The task: In full and without change, transcribe the records below.

Data for review: Begin

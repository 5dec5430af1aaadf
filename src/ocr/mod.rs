//! Text recognition for block-number redaction.
//!
//! The recognizer itself sits behind [`OcrEngine`]; everything here is the
//! engine-independent part: image preprocessing, text cleanup and the
//! block-number filter that turns raw readings into regions to blur.

use std::sync::OnceLock;

use anyhow::Result;
use image::{imageops, GrayImage, Luma};
use regex::Regex;

use crate::frame::Frame;
use crate::redact::gaussian_sigma;
use crate::region::Region;

#[cfg(feature = "ocr-tesseract")]
mod tesseract;
#[cfg(feature = "ocr-tesseract")]
pub use tesseract::TesseractEngine;

/// Characters the recognizer is allowed to emit.
pub const OCR_ALLOWLIST: &str = "0123456789ABCDEFGHIJKLMNOPQRSTUVWXYZ";

/// Minimum confidence for a reading to be considered.
pub const MIN_CONFIDENCE: f32 = 0.4;

/// Maximum number of block-number regions per frame.
pub const MAX_BLOCK_REGIONS: usize = 4;

const ADAPTIVE_BLOCK: u32 = 11;
const ADAPTIVE_C: i16 = 2;

/// One recognized word: its corner points in frame pixels, text and confidence in `0..=1`.
#[derive(Clone, Debug, PartialEq)]
pub struct OcrReading {
    pub quad: [(f32, f32); 4],
    pub text: String,
    pub confidence: f32,
}

/// A text recognizer working on preprocessed grayscale images.
pub trait OcrEngine: Send {
    fn name(&self) -> &'static str;

    fn read(&mut self, image: &GrayImage) -> Result<Vec<OcrReading>>;
}

/// Uppercase, drop non-word characters and undo common letter/digit confusions.
pub fn clean_text(raw: &str) -> String {
    raw.trim()
        .to_uppercase()
        .chars()
        .filter(|c| c.is_alphanumeric() || *c == '_')
        .map(|c| match c {
            'O' => '0',
            'I' => '1',
            'S' => '5',
            'G' => '6',
            'Z' => '2',
            'B' => '8',
            other => other,
        })
        .collect()
}

/// One to three digits, optionally followed by a single letter.
pub fn is_block_number(text: &str) -> bool {
    static PATTERN: OnceLock<Option<Regex>> = OnceLock::new();
    let len = text.chars().count();
    if !(1..=4).contains(&len) {
        return false;
    }
    PATTERN
        .get_or_init(|| Regex::new(r"^[0-9]{1,3}[A-Z]?$").ok())
        .as_ref()
        .is_some_and(|re| re.is_match(text))
}

/// Grayscale, histogram-equalize and adaptively binarize a frame.
pub fn preprocess(frame: &Frame) -> GrayImage {
    let gray = imageops::grayscale(frame.image());
    let equalized = equalize_histogram(&gray);
    adaptive_threshold(&equalized, ADAPTIVE_BLOCK, ADAPTIVE_C)
}

/// Readings that look like block numbers, as padded frame regions.
pub fn block_regions(readings: &[OcrReading], width: u32, height: u32) -> Vec<Region> {
    readings
        .iter()
        .filter(|r| r.confidence > MIN_CONFIDENCE)
        .filter(|r| is_block_number(&clean_text(&r.text)))
        .filter_map(|r| Region::from_quad(&r.quad, width, height))
        .take(MAX_BLOCK_REGIONS)
        .collect()
}

pub fn equalize_histogram(image: &GrayImage) -> GrayImage {
    let mut hist = [0u32; 256];
    for Luma([v]) in image.pixels() {
        hist[*v as usize] += 1;
    }
    let total: u32 = hist.iter().sum();
    let Some(first) = hist.iter().position(|&c| c > 0) else {
        return image.clone();
    };
    let cdf_min = hist[first];
    if total == cdf_min {
        return image.clone();
    }

    let mut lut = [0u8; 256];
    let mut cdf = 0u32;
    for (value, count) in hist.iter().enumerate() {
        cdf += count;
        let scaled = (cdf.saturating_sub(cdf_min)) as f32 * 255.0 / (total - cdf_min) as f32;
        lut[value] = scaled.round().clamp(0.0, 255.0) as u8;
    }

    let mut out = image.clone();
    for Luma([v]) in out.pixels_mut() {
        *v = lut[*v as usize];
    }
    out
}

/// Gaussian-weighted local mean threshold: white where `pixel > mean - c`.
pub fn adaptive_threshold(image: &GrayImage, block: u32, c: i16) -> GrayImage {
    let mean = imageops::blur(image, gaussian_sigma(block));
    let mut out = GrayImage::new(image.width(), image.height());
    for (x, y, Luma([v])) in image.enumerate_pixels() {
        let threshold = mean.get_pixel(x, y).0[0] as i16 - c;
        let white = (*v as i16) > threshold;
        out.put_pixel(x, y, Luma([if white { 255 } else { 0 }]));
    }
    out
}

#[cfg(test)]
mod tests {
    use super::*;

    fn reading(text: &str, confidence: f32, x: f32, y: f32) -> OcrReading {
        OcrReading {
            quad: [(x, y), (x + 40.0, y), (x + 40.0, y + 20.0), (x, y + 20.0)],
            text: text.to_string(),
            confidence,
        }
    }

    #[test]
    fn cleanup_maps_lookalike_letters() {
        assert_eq!(clean_text(" blk 1o8-b "), "8LK1088");
        assert_eq!(clean_text("12a"), "12A");
        assert_eq!(clean_text("S0"), "50");
        assert_eq!(clean_text("#!"), "");
    }

    #[test]
    fn block_number_pattern() {
        for ok in ["1", "12", "123", "123A", "7K"] {
            assert!(is_block_number(ok), "{ok}");
        }
        for bad in ["", "1234", "A1", "12AB", "ABC", "12a"] {
            assert!(!is_block_number(bad), "{bad}");
        }
    }

    #[test]
    fn only_confident_block_numbers_become_regions() {
        let readings = vec![
            reading("123", 0.9, 100.0, 100.0),
            reading("12O", 0.8, 200.0, 100.0),
            reading("123", 0.3, 300.0, 100.0),
            reading("HELLO", 0.99, 100.0, 200.0),
        ];
        let regions = block_regions(&readings, 640, 480);
        assert_eq!(
            regions,
            vec![Region::new(90, 90, 150, 130), Region::new(190, 90, 250, 130)]
        );
    }

    #[test]
    fn region_count_is_capped() {
        let readings: Vec<_> = (0..6)
            .map(|i| reading("5", 0.9, 10.0 + i as f32 * 60.0, 10.0))
            .collect();
        assert_eq!(block_regions(&readings, 640, 480).len(), MAX_BLOCK_REGIONS);
    }

    #[test]
    fn equalization_stretches_narrow_range() {
        let image = GrayImage::from_fn(4, 1, |x, _| Luma([100 + x as u8]));
        let out = equalize_histogram(&image);
        assert_eq!(out.get_pixel(0, 0).0[0], 0);
        assert_eq!(out.get_pixel(3, 0).0[0], 255);
    }

    #[test]
    fn threshold_keeps_dark_text_dark() {
        let mut image = GrayImage::from_pixel(40, 40, Luma([200]));
        for y in 17..23 {
            for x in 17..23 {
                image.put_pixel(x, y, Luma([20]));
            }
        }
        let out = adaptive_threshold(&image, 11, 2);
        assert_eq!(out.get_pixel(20, 20).0[0], 0);
        assert_eq!(out.get_pixel(2, 2).0[0], 255);
    }
}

Data for review: End

Output of the task:
repository 5dec5430af1aaadf
filename src/ocr/mod.rs
//! Text recognition for block-number redaction.
//!
//! The recognizer itself sits behind [`OcrEngine`]; everything here is the
//! engine-independent part: image preprocessing, text cleanup and the
//! block-number filter that turns raw readings into regions to blur.

use std::sync::OnceLock;

use anyhow::Result;
use image::{imageops, GrayImage, Luma};
use regex::Regex;

use crate::frame::Frame;
use crate::redact::gaussian_sigma;
use crate::region::Region;

#[cfg(feature = "ocr-tesseract")]
mod tesseract;
#[cfg(feature = "ocr-tesseract")]
pub use tesseract::TesseractEngine;

/// Characters the recognizer is allowed to emit.
pub const OCR_ALLOWLIST: &str = "0123456789ABCDEFGHIJKLMNOPQRSTUVWXYZ";

/// Minimum confidence for a reading to be considered.
pub const MIN_CONFIDENCE: f32 = 0.4;

/// Maximum number of block-number regions per frame.
pub const MAX_BLOCK_REGIONS: usize = 4;

const ADAPTIVE_BLOCK: u32 = 11;
const ADAPTIVE_C: i16 = 2;

/// One recognized word: its corner points in frame pixels, text and confidence in `0..=1`.
#[derive(Clone, Debug, PartialEq)]
pub struct OcrReading {
    pub quad: [(f32, f32); 4],
    pub text: String,
    pub confidence: f32,
}

/// A text recognizer working on preprocessed grayscale images.
pub trait OcrEngine: Send {
    fn name(&self) -> &'static str;

    fn read(&mut self, image: &GrayImage) -> Result<Vec<OcrReading>>;
}

/// Uppercase, drop non-word characters and undo common letter/digit confusions.
pub fn clean_text(raw: &str) -> String {
    raw.trim()
        .to_uppercase()
        .chars()
        .filter(|c| c.is_alphanumeric() || *c == '_')
        .map(|c| match c {
            'O' => '0',
            'I' => '1',
            'S' => '5',
            'G' => '6',
            'Z' => '2',
            'B' => '8',
            other => other,
        })
        .collect()
}

/// One to three digits, optionally followed by a single letter.
pub fn is_block_number(text: &str) -> bool {
    static PATTERN: OnceLock<Option<Regex>> = OnceLock::new();
    let len = text.chars().count();
    if !(1..=4).contains(&len) {
        return false;
    }
    PATTERN
        .get_or_init(|| Regex::new(r"^[0-9]{1,3}[A-Z]?$").ok())
        .as_ref()
        .is_some_and(|re| re.is_match(text))
}

/// Grayscale, histogram-equalize and adaptively binarize a frame.
pub fn preprocess(frame: &Frame) -> GrayImage {
    let gray = imageops::grayscale(frame.image());
    let equalized = equalize_histogram(&gray);
    adaptive_threshold(&equalized, ADAPTIVE_BLOCK, ADAPTIVE_C)
}

/// Readings that look like block numbers, as padded frame regions.
pub fn block_regions(readings: &[OcrReading], width: u32, height: u32) -> Vec<Region> {
    readings
        .iter()
        .filter(|r| r.confidence > MIN_CONFIDENCE)
        .filter(|r| is_block_number(&clean_text(&r.text)))
        .filter_map(|r| Region::from_quad(&r.quad, width, height))
        .take(MAX_BLOCK_REGIONS)
        .collect()
}

pub fn equalize_histogram(image: &GrayImage) -> GrayImage {
    let mut hist = [0u32; 256];
    for Luma([v]) in image.pixels() {
        hist[*v as usize] += 1;
    }
    let total: u32 = hist.iter().sum();
    let Some(first) = hist.iter().position(|&c| c > 0) else {
        return image.clone();
    };
    let cdf_min = hist[first];
    if total == cdf_min {
        return image.clone();
    }

    let mut lut = [0u8; 256];
    let mut cdf = 0u32;
    for (value, count) in hist.iter().enumerate() {
        cdf += count;
        let scaled = (cdf.saturating_sub(cdf_min)) as f32 * 255.0 / (total - cdf_min) as f32;
        lut[value] = scaled.round().clamp(0.0, 255.0) as u8;
    }

    let mut out = image.clone();
    for Luma([v]) in out.pixels_mut() {
        *v = lut[*v as usize];
    }
    out
}

/// Gaussian-weighted local mean threshold: white where `pixel > mean - c`.
pub fn adaptive_threshold(image: &GrayImage, block: u32, c: i16) -> GrayImage {
    let mean = imageops::blur(image, gaussian_sigma(block));
    let mut out = GrayImage::new(image.width(), image.height());
    for (x, y, Luma([v])) in image.enumerate_pixels() {
        let threshold = mean.get_pixel(x, y).0[0] as i16 - c;
        let white = (*v as i16) > threshold;
        out.put_pixel(x, y, Luma([if white { 255 } else { 0 }]));
    }
    out
}

#[cfg(test)]
mod tests {
    use super::*;

    fn reading(text: &str, confidence: f32, x: f32, y: f32) -> OcrReading {
        OcrReading {
            quad: [(x, y), (x + 40.0, y), (x + 40.0, y + 20.0), (x, y + 20.0)],
            text: text.to_string(),
            confidence,
        }
    }

    #[test]
    fn cleanup_maps_lookalike_letters() {
        assert_eq!(clean_text(" blk 1o8-b "), "8LK1088");
        assert_eq!(clean_text("12a"), "12A");
        assert_eq!(clean_text("S0"), "50");
        assert_eq!(clean_text("#!"), "");
    }

    #[test]
    fn block_number_pattern() {
        for ok in ["1", "12", "123", "123A", "7K"] {
            assert!(is_block_number(ok), "{ok}");
        }
        for bad in ["", "1234", "A1", "12AB", "ABC", "12a"] {
            assert!(!is_block_number(bad), "{bad}");
        }
    }

    #[test]
    fn only_confident_block_numbers_become_regions() {
        let readings = vec![
            reading("123", 0.9, 100.0, 100.0),
            reading("12O", 0.8, 200.0, 100.0),
            reading("123", 0.3, 300.0, 100.0),
            reading("HELLO", 0.99, 100.0, 200.0),
        ];
        let regions = block_regions(&readings, 640, 480);
        assert_eq!(
            regions,
            vec![Region::new(90, 90, 150, 130), Region::new(190, 90, 250, 130)]
        );
    }

    #[test]
    fn region_count_is_capped() {
        let readings: Vec<_> = (0..6)
            .map(|i| reading("5", 0.9, 10.0 + i as f32 * 60.0, 10.0))
            .collect();
        assert_eq!(block_regions(&readings, 640, 480).len(), MAX_BLOCK_REGIONS);
    }

    #[test]
    fn equalization_stretches_narrow_range() {
        let image = GrayImage::from_fn(4, 1, |x, _| Luma([100 + x as u8]));
        let out = equalize_histogram(&image);
        assert_eq!(out.get_pixel(0, 0).0[0], 0);
        assert_eq!(out.get_pixel(3, 0).0[0], 255);
    }

    #[test]
    fn threshold_keeps_dark_text_dark() {
        let mut image = GrayImage::from_pixel(40, 40, Luma([200]));
        for y in 17..23 {
            for x in 17..23 {
                image.put_pixel(x, y, Luma([20]));
            }
        }
        let out = adaptive_threshold(&image, 11, 2);
        assert_eq!(out.get_pixel(20, 20).0[0], 0);
        assert_eq!(out.get_pixel(2, 2).0[0], 255);
    }
}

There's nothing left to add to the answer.